Perhaps we who are preachers fail to declare the truth that Christ must be Master of all, or He will not be Master at all. Too often we appear to hold the opinion that we can perform some religious ceremony and it will assuage the displeasure of Holy God. I remind you of the Word that is declared so frequently from this pulpit. Jesus, the Son of God, died because of our sin and was raised to declare us right with the Father. Now, the Word calls each person, inviting all: “Say the welcoming word to God—‘Jesus is my Master’—embracing, body and soul, God’s work of doing in us what He did in raising Jesus from the dead. That’s it. You’re not ‘doing’ anything; you’re simply calling out to God, trusting Him to do it for you. That’s salvation. With your whole being you embrace God setting things right, and then you say it, right out loud: ‘God has set everything right between Him and me’” [Romans 10:9, 10].[4] If we call Him Master, He must be Master. These are not mere words; this is a full commitment to Him as Ruler of life.

Perhaps we Christians have become so thoroughly indoctrinated in the attitudes of this fallen world that we are incapable of living with radical abandon; we appear to enjoy the mundane, pedestrian lifestyle that dares not rock the boat and refuses to disturb anyone with the demand for righteousness. Almost a century before this present day, Henry David Thoreau wrote, “Most men live lives of quiet desperation and go to the grave with the song still in them.” He was correct! One reason this is correct is that we do not realise the position we occupy in Christ Jesus. In a sermon entitled, “The Weight of Glory,” C. S. Lewis challenged believers when he said, “If we consider the unblushing promises of reward and the staggering nature of the rewards promised in the Gospels, it would seem that our Lord finds our desires not too strong, but too weak. We are half-hearted creatures, fooling about with drink and sex and ambition when infinite joy is offered us, like an ignorant child who wants to go on making mud pies in a slum because he cannot imagine what is meant by the offer of a holiday at the sea. We are far too easily pleased.”[5]

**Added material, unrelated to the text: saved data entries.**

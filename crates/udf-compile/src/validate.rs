//! Evaluation of compiled validators against a dynamic model.

use chrono::NaiveDate;
use serde::Serialize;
use udf_model::{DynamicModel, ScalarValue};

use crate::config::{CompiledField, FieldConfig, FieldGroup, GroupValidator, Validator};

/// One failed rule.
#[derive(Debug, Clone, PartialEq, Eq, Serialize)]
#[serde(rename_all = "camelCase")]
pub struct ValidationIssue {
    /// Field name, or group name for cross-field rules.
    pub field: String,
    pub rule: String,
    pub message_key: String,
}

/// Validate a model against compiled fields.
///
/// Blank values only fail `required`; every other rule treats a blank value
/// as "nothing to check". `today` anchors date rules.
pub fn validate_model(
    compiled: &[CompiledField],
    model: &DynamicModel,
    today: NaiveDate,
) -> Vec<ValidationIssue> {
    let mut issues = Vec::new();
    for entry in compiled {
        match entry {
            CompiledField::Field(field) => validate_field(field, model, today, &mut issues),
            CompiledField::Group(group) => validate_group(group, model, today, &mut issues),
        }
    }
    issues
}

fn validate_field(
    field: &FieldConfig,
    model: &DynamicModel,
    today: NaiveDate,
    issues: &mut Vec<ValidationIssue>,
) {
    let value = field.binding.read(model);
    for validator in &field.validators {
        if passes(validator, value, today) {
            continue;
        }
        let rule = validator.rule_name();
        let message_key = field
            .error_rule(rule)
            .map(|r| r.message_key.clone())
            .unwrap_or_default();
        issues.push(ValidationIssue {
            field: field.field_name.clone(),
            rule: rule.to_string(),
            message_key,
        });
    }
}

fn validate_group(
    group: &FieldGroup,
    model: &DynamicModel,
    today: NaiveDate,
    issues: &mut Vec<ValidationIssue>,
) {
    for field in &group.fields {
        validate_field(field, model, today, issues);
    }
    let ok = match &group.validator {
        GroupValidator::DateRange {
            start_field,
            end_field,
        } => match (model.value(start_field).as_date(), model.value(end_field).as_date()) {
            (Some(start), Some(end)) => start <= end,
            _ => true,
        },
    };
    if !ok {
        issues.push(ValidationIssue {
            field: group.name.clone(),
            rule: group.error_rule.rule.clone(),
            message_key: group.error_rule.message_key.clone(),
        });
    }
}

fn passes(validator: &Validator, value: &ScalarValue, today: NaiveDate) -> bool {
    if value.is_blank() {
        return !matches!(validator, Validator::Required);
    }
    match validator {
        Validator::Required => true,
        Validator::Min(min) => numeric(value).is_none_or(|n| n >= *min),
        Validator::Max(max) => numeric(value).is_none_or(|n| n <= *max),
        Validator::MinLength(min) => value.as_str().is_none_or(|s| s.chars().count() >= *min),
        Validator::MaxLength(max) => value.as_str().is_none_or(|s| s.chars().count() <= *max),
        Validator::Integer => numeric(value).is_none_or(|n| n.fract() == 0.0),
        Validator::Email => value.as_str().is_some_and(looks_like_email),
        Validator::NotInPast => value.as_date().is_none_or(|date| date >= today),
    }
}

fn numeric(value: &ScalarValue) -> Option<f64> {
    match value {
        ScalarValue::Number(n) => Some(*n),
        ScalarValue::Text(text) => text.trim().parse::<f64>().ok(),
        _ => None,
    }
}

fn looks_like_email(text: &str) -> bool {
    let text = text.trim();
    let Some((local, domain)) = text.split_once('@') else {
        return false;
    };
    !local.is_empty()
        && !domain.contains('@')
        && !text.contains(char::is_whitespace)
        && domain
            .split_once('.')
            .is_some_and(|(host, rest)| !host.is_empty() && !rest.is_empty())
        && !domain.ends_with('.')
}

#[cfg(test)]
mod tests {
    use super::*;

    #[test]
    fn email_shapes() {
        assert!(looks_like_email("ada@example.org"));
        assert!(looks_like_email("a.b@mail.example.org"));
        assert!(!looks_like_email("ada@"));
        assert!(!looks_like_email("@example.org"));
        assert!(!looks_like_email("ada@example"));
        assert!(!looks_like_email("ada@example."));
        assert!(!looks_like_email("a da@example.org"));
    }

    #[test]
    fn blank_values_only_fail_required() {
        let today = NaiveDate::from_ymd_opt(2024, 1, 1).unwrap();
        assert!(!passes(&Validator::Required, &ScalarValue::Null, today));
        assert!(passes(&Validator::Min(5.0), &ScalarValue::Null, today));
        assert!(passes(&Validator::Email, &ScalarValue::text(""), today));
    }
}
//! Multi-key row sorting.
//!
//! Ordering rules per key:
//! 1. both null: equal; one null: null first
//! 2. mixed variants: variant rank (bool < number < text)
//! 3. text: case-insensitive, then lowercase before uppercase
//! 4. numbers and bools: natural order
//!
//! The first non-equal key decides, reversed for descending keys.

use std::cmp::Ordering;
use std::fmt;
use std::str::FromStr;

use serde::{Deserialize, Serialize};
use udf_model::{DynamicModel, ScalarValue};

use crate::column::{ColumnConfig, find_column};
use crate::translate::{TranslationCache, cell_value};

#[derive(Debug, Clone, Copy, PartialEq, Eq, Default, Serialize, Deserialize)]
#[serde(rename_all = "lowercase")]
pub enum SortDirection {
    #[default]
    Asc,
    Desc,
}

impl SortDirection {
    pub fn apply(&self, ordering: Ordering) -> Ordering {
        match self {
            SortDirection::Asc => ordering,
            SortDirection::Desc => ordering.reverse(),
        }
    }
}

impl fmt::Display for SortDirection {
    fn fmt(&self, f: &mut fmt::Formatter<'_>) -> fmt::Result {
        f.write_str(match self {
            SortDirection::Asc => "asc",
            SortDirection::Desc => "desc",
        })
    }
}

impl FromStr for SortDirection {
    type Err = String;

    fn from_str(s: &str) -> Result<Self, Self::Err> {
        match s.trim().to_lowercase().as_str() {
            "asc" | "ascending" | "" => Ok(SortDirection::Asc),
            "desc" | "descending" => Ok(SortDirection::Desc),
            _ => Err(format!("Unknown sort direction: {s}")),
        }
    }
}

/// One `(field, direction)` sort key.
#[derive(Debug, Clone, PartialEq, Eq, Serialize, Deserialize)]
pub struct SortKey {
    pub field: String,
    #[serde(default)]
    pub direction: SortDirection,
}

impl SortKey {
    pub fn asc(field: impl Into<String>) -> Self {
        Self {
            field: field.into(),
            direction: SortDirection::Asc,
        }
    }

    pub fn desc(field: impl Into<String>) -> Self {
        Self {
            field: field.into(),
            direction: SortDirection::Desc,
        }
    }
}

impl FromStr for SortKey {
    type Err = String;

    /// Parse `field` or `field:asc` / `field:desc`.
    fn from_str(s: &str) -> Result<Self, Self::Err> {
        let (field, direction) = match s.split_once(':') {
            Some((field, direction)) => (field, direction.parse()?),
            None => (s, SortDirection::Asc),
        };
        let field = field.trim();
        if field.is_empty() {
            return Err(format!("Missing field in sort key: {s}"));
        }
        Ok(Self {
            field: field.to_string(),
            direction,
        })
    }
}

/// NaN ranks with null so numbers keep a total order.
fn rank(value: &ScalarValue) -> u8 {
    match value {
        ScalarValue::Null => 0,
        ScalarValue::Number(n) if n.is_nan() => 0,
        ScalarValue::Bool(_) => 1,
        ScalarValue::Number(_) => 2,
        ScalarValue::Text(_) => 3,
    }
}

/// Locale-style text comparison.
pub fn compare_text(a: &str, b: &str) -> Ordering {
    let folded = a
        .chars()
        .flat_map(char::to_lowercase)
        .cmp(b.chars().flat_map(char::to_lowercase));
    if folded != Ordering::Equal {
        return folded;
    }
    for (x, y) in a.chars().zip(b.chars()) {
        if x == y {
            continue;
        }
        match (x.is_lowercase(), y.is_lowercase()) {
            (true, false) => return Ordering::Less,
            (false, true) => return Ordering::Greater,
            _ => return x.cmp(&y),
        }
    }
    a.chars().count().cmp(&b.chars().count())
}

/// Ascending comparison of two cell values.
pub fn compare_values(a: &ScalarValue, b: &ScalarValue) -> Ordering {
    let by_rank = rank(a).cmp(&rank(b));
    if by_rank != Ordering::Equal {
        return by_rank;
    }
    match (a, b) {
        (ScalarValue::Bool(x), ScalarValue::Bool(y)) => x.cmp(y),
        (ScalarValue::Number(x), ScalarValue::Number(y)) if !x.is_nan() && !y.is_nan() => {
            x.total_cmp(y)
        }
        (ScalarValue::Text(x), ScalarValue::Text(y)) => compare_text(x, y),
        _ => Ordering::Equal,
    }
}

fn key_value(
    key: &SortKey,
    row: &DynamicModel,
    columns: &[ColumnConfig],
    cache: &TranslationCache,
) -> ScalarValue {
    match find_column(columns, &key.field) {
        Some(column) => cell_value(column, row, cache),
        None => row.value(&key.field).clone(),
    }
}

/// Compare two rows key by key.
///
/// Fields with a column are read through the column's value accessor; other
/// fields are read raw.
pub fn compare_rows(
    a: &DynamicModel,
    b: &DynamicModel,
    keys: &[SortKey],
    columns: &[ColumnConfig],
    cache: &TranslationCache,
) -> Ordering {
    for key in keys {
        let left = key_value(key, a, columns, cache);
        let right = key_value(key, b, columns, cache);
        let ordering = compare_values(&left, &right);
        if ordering != Ordering::Equal {
            return key.direction.apply(ordering);
        }
    }
    Ordering::Equal
}

/// Stable in-place sort; rows equal on every key keep their order.
pub fn sort_rows(
    rows: &mut [DynamicModel],
    keys: &[SortKey],
    columns: &[ColumnConfig],
    cache: &TranslationCache,
) {
    if keys.is_empty() {
        return;
    }
    rows.sort_by(|a, b| compare_rows(a, b, keys, columns, cache));
}

#[cfg(test)]
mod tests {
    use super::*;

    #[test]
    fn text_is_case_insensitive_with_lowercase_first() {
        assert_eq!(compare_text("apple", "Banana"), Ordering::Less);
        assert_eq!(compare_text("a", "A"), Ordering::Less);
        assert_eq!(compare_text("B", "b"), Ordering::Greater);
        assert_eq!(compare_text("same", "same"), Ordering::Equal);
    }

    #[test]
    fn null_sorts_before_everything() {
        assert_eq!(
            compare_values(&ScalarValue::Null, &ScalarValue::Number(-1.0)),
            Ordering::Less
        );
        assert_eq!(
            compare_values(&ScalarValue::text(""), &ScalarValue::Null),
            Ordering::Greater
        );
        assert_eq!(
            compare_values(&ScalarValue::Null, &ScalarValue::Null),
            Ordering::Equal
        );
    }

    #[test]
    fn nan_ranks_with_null() {
        let nan = ScalarValue::Number(f64::NAN);
        let one = ScalarValue::Number(1.0);
        assert_eq!(compare_values(&nan, &one), Ordering::Less);
        assert_eq!(compare_values(&one, &nan), Ordering::Greater);
        assert_eq!(compare_values(&nan, &ScalarValue::Null), Ordering::Equal);
        assert_eq!(compare_values(&nan, &nan), Ordering::Equal);
    }

    #[test]
    fn sort_key_parsing() {
        assert_eq!("a".parse::<SortKey>().unwrap(), SortKey::asc("a"));
        assert_eq!("b:DESC".parse::<SortKey>().unwrap(), SortKey::desc("b"));
        assert!("b:sideways".parse::<SortKey>().is_err());
        assert!(":asc".parse::<SortKey>().is_err());
    }
}
//! Engine configuration file.
//!
//! ```toml
//! label_prefix = "contract.field."
//! header_prefix = "contract.column."
//! unmapped_policy = "skip"        # or "fail_fast"
//! collision_policy = "warn"       # or "overwrite", "reject"
//!
//! [[special_types]]
//! value = 7
//! name = "INTERNAL_COST"
//!
//! [[column_groups]]
//! field = "q1"
//! label = "totals.quarter"
//! span = "remaining"              # or a column count
//!
//! [visibility]
//! INTERNAL_COST = false
//! ```

use std::path::{Path, PathBuf};

use anyhow::{Context, Result, anyhow};
use serde::{Deserialize, Serialize};
use tracing::debug;
use udf_compile::{CompileOptions, UnmappedPolicy};
use udf_model::SpecialType;
use udf_registry::{CollisionPolicy, SpecialTypeRegistry};
use udf_table::{ColumnConfig, ColumnGroup, Span, VisibilitySettings, fold_column_groups};

/// Environment variable naming the configuration file.
pub const CONFIG_ENV: &str = "UDF_CONFIG";

#[derive(Debug, Clone, Default, PartialEq, Serialize, Deserialize)]
#[serde(default, deny_unknown_fields)]
pub struct EngineConfig {
    pub label_prefix: String,
    pub header_prefix: String,
    pub unmapped_policy: UnmappedPolicy,
    pub collision_policy: CollisionPolicy,
    pub special_types: Vec<SpecialType>,
    pub column_groups: Vec<ColumnGroupSetting>,
    pub visibility: VisibilitySettings,
}

/// A column-group decoration attached to one column.
#[derive(Debug, Clone, PartialEq, Serialize, Deserialize)]
#[serde(deny_unknown_fields)]
pub struct ColumnGroupSetting {
    pub field: String,
    pub label: String,
    pub span: SpanSetting,
}

/// Span as written in the file: a count or a keyword.
#[derive(Debug, Clone, PartialEq, Serialize, Deserialize)]
#[serde(untagged)]
pub enum SpanSetting {
    Count(usize),
    Keyword(String),
}

impl SpanSetting {
    pub fn to_span(&self) -> Result<Span> {
        match self {
            SpanSetting::Count(n) => Ok(Span::Fixed(*n)),
            SpanSetting::Keyword(text) => text.parse::<Span>().map_err(|e| anyhow!(e)),
        }
    }
}

impl EngineConfig {
    /// Registry populated with the configured special types.
    pub fn registry(&self) -> Result<SpecialTypeRegistry> {
        SpecialTypeRegistry::from_types(self.collision_policy, self.special_types.iter().cloned())
            .context("register special types")
    }

    pub fn compile_options(&self) -> CompileOptions {
        CompileOptions::new(self.label_prefix.clone()).with_unmapped(self.unmapped_policy)
    }

    /// Attach configured groups to their columns and fold spans.
    pub fn apply_column_groups(&self, columns: &mut [ColumnConfig]) -> Result<()> {
        for setting in &self.column_groups {
            let span = setting
                .span
                .to_span()
                .with_context(|| format!("column group on '{}'", setting.field))?;
            let column = columns
                .iter_mut()
                .find(|column| column.field_name == setting.field)
                .ok_or_else(|| anyhow!("column group names unknown field '{}'", setting.field))?;
            column.group = Some(ColumnGroup::new(setting.label.clone(), span));
        }
        fold_column_groups(columns);
        Ok(())
    }
}

/// Configuration file from the flag, else from `UDF_CONFIG`.
pub fn resolve_config_path(flag: Option<&Path>) -> Option<PathBuf> {
    flag.map(Path::to_path_buf).or_else(|| {
        std::env::var_os(CONFIG_ENV)
            .filter(|value| !value.is_empty())
            .map(PathBuf::from)
    })
}

pub fn parse_config(text: &str) -> Result<EngineConfig> {
    toml::from_str(text).context("parse engine configuration")
}

pub fn load_config(path: &Path) -> Result<EngineConfig> {
    let text = std::fs::read_to_string(path)
        .with_context(|| format!("read config {}", path.display()))?;
    let config = parse_config(&text).with_context(|| format!("in {}", path.display()))?;
    debug!(
        path = %path.display(),
        special_types = config.special_types.len(),
        column_groups = config.column_groups.len(),
        "loaded engine configuration"
    );
    Ok(config)
}

/// Load the resolved configuration file, or defaults when none is given.
pub fn load_or_default(flag: Option<&Path>) -> Result<EngineConfig> {
    match resolve_config_path(flag) {
        Some(path) => load_config(&path),
        None => Ok(EngineConfig::default()),
    }
}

Did you catch that? If we could but realise what God has planned for us, we would seek to bring all that we are able to the Faith we have received. We would not be content to sing a few desultory songs in a lackadaisical manner and say that we had worshipped. We would not settle for going through the motions of doing church—sitting with plastic smiles, drowsily listening to the minister drone on about God, and reciting prayers as though sending an Email to an unseen, distant acquaintance. Were we convinced of the glory that we will share, we would be content with nothing less than the knowledge that we had met the Risen, Living Son of God. Throughout the week preceding our service we would prepare ourselves to meet Him, and then we would come to the service of worship anticipating that we would meet Him.

And the excitement of anticipation would not cease with the benediction of the service. We would leave the assembly looking for opportunity to do good to others, endeavouring to bless them with the knowledge of Christ by telling them of the Saviour and seeking to honour the Master by doing the things that He assigned us to do as His disciples.

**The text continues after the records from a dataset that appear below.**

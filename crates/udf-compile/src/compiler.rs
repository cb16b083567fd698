//! Descriptor-to-config compiler.
//!
//! Compilation runs in two passes when the class declares cross-field
//! constraints:
//!
//! 1. Build a position-keyed directive map: the start field's position gets
//!    `Replace(group)`, the end field's position gets `Remove`.
//! 2. Walk the descriptors in declaration order and apply the directives;
//!    every other descriptor is compiled on its own.
//!
//! Without constraints the first pass is skipped entirely.

use std::collections::BTreeMap;

use serde::{Deserialize, Serialize};
use tracing::{debug, warn};
use udf_model::{ClassDescriptor, ConstraintKind, FieldDescriptor, FieldPair, ModelError};

use crate::builders::{FieldBuilder, builder_for};
use crate::catalog::OptionCatalog;
use crate::config::{CompiledField, FieldConfig, FieldGroup};
use crate::error::{CompileError, Result};

/// What to do with a descriptor whose data type has no input representation.
#[derive(Debug, Clone, Copy, PartialEq, Eq, Default, Serialize, Deserialize)]
#[serde(rename_all = "snake_case")]
pub enum UnmappedPolicy {
    /// Leave the descriptor out of the compiled form and log a warning.
    #[default]
    Skip,
    /// Fail the whole compilation.
    FailFast,
}

/// Options for [`FormCompiler`].
#[derive(Debug, Clone, Default)]
pub struct CompileOptions {
    /// Prepended to every field name to form the label translation key.
    pub label_prefix: String,
    pub unmapped: UnmappedPolicy,
    /// Options copied into `Select` fields by enumeration name.
    pub catalog: OptionCatalog,
}

impl CompileOptions {
    pub fn new(label_prefix: impl Into<String>) -> Self {
        Self {
            label_prefix: label_prefix.into(),
            ..Self::default()
        }
    }

    #[must_use]
    pub fn with_unmapped(mut self, policy: UnmappedPolicy) -> Self {
        self.unmapped = policy;
        self
    }

    #[must_use]
    pub fn with_catalog(mut self, catalog: OptionCatalog) -> Self {
        self.catalog = catalog;
        self
    }
}

enum Directive {
    Replace(FieldGroup),
    Remove,
}

/// Compiles class descriptors into ordered form entries.
#[derive(Debug, Clone, Default)]
pub struct FormCompiler {
    options: CompileOptions,
}

impl FormCompiler {
    pub fn new(options: CompileOptions) -> Self {
        Self { options }
    }

    pub fn options(&self) -> &CompileOptions {
        &self.options
    }

    /// Compile a class descriptor.
    ///
    /// # Errors
    ///
    /// Returns an error when field names are not unique, when a constraint
    /// cannot be resolved to two compilable fields, or (under
    /// [`UnmappedPolicy::FailFast`]) when a descriptor has no input shape.
    pub fn compile(&self, class: &ClassDescriptor) -> Result<Vec<CompiledField>> {
        class
            .ensure_unique_names()
            .map_err(|source| match source {
                ModelError::DuplicateField(field) => CompileError::DuplicateField {
                    class: class.name.clone(),
                    field,
                },
                source => CompileError::Model {
                    class: class.name.clone(),
                    source,
                },
            })?;

        let mut directives = if class.constraints.is_empty() {
            BTreeMap::new()
        } else {
            self.build_directives(class)?
        };

        let mut compiled = Vec::with_capacity(class.fields.len());
        for (position, descriptor) in class.fields.iter().enumerate() {
            match directives.remove(&position) {
                Some(Directive::Replace(group)) => compiled.push(CompiledField::Group(group)),
                Some(Directive::Remove) => {}
                None => {
                    if let Some(field) = self.compile_field(descriptor)? {
                        compiled.push(CompiledField::Field(field));
                    }
                }
            }
        }

        debug!(
            class = %class.name,
            descriptors = class.fields.len(),
            compiled = compiled.len(),
            "compiled class descriptor"
        );
        Ok(compiled)
    }

    /// Compile one descriptor on its own, honoring the unmapped policy.
    pub fn compile_field(&self, descriptor: &FieldDescriptor) -> Result<Option<FieldConfig>> {
        match builder_for(descriptor.data_type) {
            Some(build) => Ok(Some(self.build(build, descriptor))),
            None => match self.options.unmapped {
                UnmappedPolicy::Skip => {
                    warn!(
                        field = %descriptor.field_name,
                        data_type = %descriptor.data_type,
                        "skipping field without input representation"
                    );
                    Ok(None)
                }
                UnmappedPolicy::FailFast => Err(CompileError::UnmappedDataType {
                    field: descriptor.field_name.clone(),
                    data_type: descriptor.data_type,
                }),
            },
        }
    }

    fn build_directives(&self, class: &ClassDescriptor) -> Result<BTreeMap<usize, Directive>> {
        let mut directives = BTreeMap::new();
        for (kind, pair) in &class.constraints {
            let invalid = |message: String| CompileError::InvalidConstraint {
                class: class.name.clone(),
                kind: *kind,
                message,
            };
            if pair.start_field == pair.end_field {
                return Err(invalid(format!(
                    "start and end are the same field '{}'",
                    pair.start_field
                )));
            }

            let start = locate(class, *kind, &pair.start_field)?;
            let end = locate(class, *kind, &pair.end_field)?;
            for position in [start, end] {
                if directives.contains_key(&position) {
                    return Err(invalid(format!(
                        "field '{}' already belongs to another group",
                        class.fields[position].field_name
                    )));
                }
            }

            let start_config = self.compile_member(&class.fields[start], &invalid)?;
            let end_config = self.compile_member(&class.fields[end], &invalid)?;
            let group = build_group(*kind, pair, start_config, end_config);
            debug!(
                class = %class.name,
                group = %group.name,
                start,
                end,
                "recorded group rewrite"
            );
            directives.insert(start, Directive::Replace(group));
            directives.insert(end, Directive::Remove);
        }
        Ok(directives)
    }

    fn compile_member(
        &self,
        descriptor: &FieldDescriptor,
        invalid: &impl Fn(String) -> CompileError,
    ) -> Result<FieldConfig> {
        let build = builder_for(descriptor.data_type).ok_or_else(|| {
            invalid(format!(
                "field '{}' has data type {} with no input representation",
                descriptor.field_name, descriptor.data_type
            ))
        })?;
        Ok(self.build(build, descriptor))
    }

    fn build(&self, build: FieldBuilder, descriptor: &FieldDescriptor) -> FieldConfig {
        let mut field = build(descriptor, &self.options.label_prefix);
        if !self.options.catalog.fill(&mut field) {
            debug!(
                field = %field.field_name,
                source = field.options_source.as_deref().unwrap_or_default(),
                "no options in catalog for select field"
            );
        }
        field
    }
}

fn locate(class: &ClassDescriptor, kind: ConstraintKind, field: &str) -> Result<usize> {
    class
        .position(field)
        .ok_or_else(|| CompileError::MissingDescriptor {
            class: class.name.clone(),
            kind,
            field: field.to_string(),
        })
}

fn build_group(
    kind: ConstraintKind,
    pair: &FieldPair,
    start: FieldConfig,
    end: FieldConfig,
) -> FieldGroup {
    debug_assert_eq!(start.field_name, pair.start_field);
    debug_assert_eq!(end.field_name, pair.end_field);
    match kind {
        ConstraintKind::DateRange => FieldGroup::date_range(start, end),
    }
}

/// Compile a class descriptor with default options and the given label prefix.
pub fn compile(class: &ClassDescriptor, label_prefix: &str) -> Result<Vec<CompiledField>> {
    FormCompiler::new(CompileOptions::new(label_prefix)).compile(class)
}
//! Column engine for metadata-driven tables.
//!
//! Columns are compiled from the same field descriptors as forms. Every read
//! of a cell goes through [`cell_value`], so sorting and filtering see what the
//! user sees.

pub mod colspan;
pub mod column;
pub mod error;
pub mod filter;
pub mod options;
pub mod sort;
pub mod translate;
pub mod visibility;

pub use colspan::{fold_column_groups, set_visible};
pub use column::{
    ColumnConfig, ColumnGroup, FilterKind, Formatter, PERCENT_SUFFIX, Span, compile_columns,
    find_column,
};
pub use error::{Result, TableError};
pub use filter::{
    ActiveFilter, DATE_AFTER, DATE_BEFORE, DATE_IS, FilterPredicate, FilterService, NOOP,
    is_unset,
};
pub use options::{DISPLAY_SEPARATOR, SortedOptionList, compose_display};
pub use sort::{SortDirection, SortKey, compare_rows, compare_text, compare_values, sort_rows};
pub use translate::{TranslationCache, Translator, cell_value, display_text};
pub use visibility::{VisibilitySettings, resolve_visibility};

Paul, quoting Isaiah, reminded the Corinthian Christians:

“‘What no eye has seen, nor ear heard,

nor the heart of man imagined,

what God has prepared for those who love him’—

“these things God has revealed to us through the Spirit” [1 Corinthians 2:9, 10].

Therefore, we are not speaking of things that are ephemeral, evanescent or esoteric; we are speaking of the truths of God’s revelation given to His people by the Spirit He caused to dwell in us and by His Word. Those who walk with Christ are recognised as belonging to Him. Those who live by the truth have received a good testimony from the truth; that is, they live consistent with the truth they profess.

There is a new and continuing scandal surrounding rogue preachers in every decade. During the eighties, Christendom was scandalised by the spectacle of major televangelists whose sins were put on display for the amusement of the world. In the nineties, Canadian Anglicans and the United Church of Canada were shocked to learn of the sinful actions of ministers within those communions. In this present decade, throughout the world we are witnessing and ongoing exposure of Catholic priests who are paedophiles.

The story that hasn’t been told is of multitudes of godly servants that live by the truth and who are a blessing to multiplied needy souls. Throughout our nation, Christians fed the hungry and counsel the confused. They clothed the naked and consoled the frightened. They preach peace to those in turmoil and minister to the sick and dying. They do this without requiring payment for their service, and without expectation of recognition. They are motivated by love for the Master, who taught them, “Proclaim as you go, saying ‘The Kingdom of Heaven is at hand.’ Heal the sick, raise the dead, cleanse lepers, cast out demons. You received without paying; give without pay” [Matthew 10:7, 8].

Let me point out a certainty to guide you whenever you read of new scandals. Whenever someone counterfeits money, he does not counterfeit a dime or a quarter. Only bills representing great value are counterfeited. Moreover, a counterfeiter will not produce a three-dollar bill. He does not counterfeit that which is false. In the realm of the Faith, Satan does not produce cheap counterfeits; he attempts to counterfeit that which has value in the estimate of the people.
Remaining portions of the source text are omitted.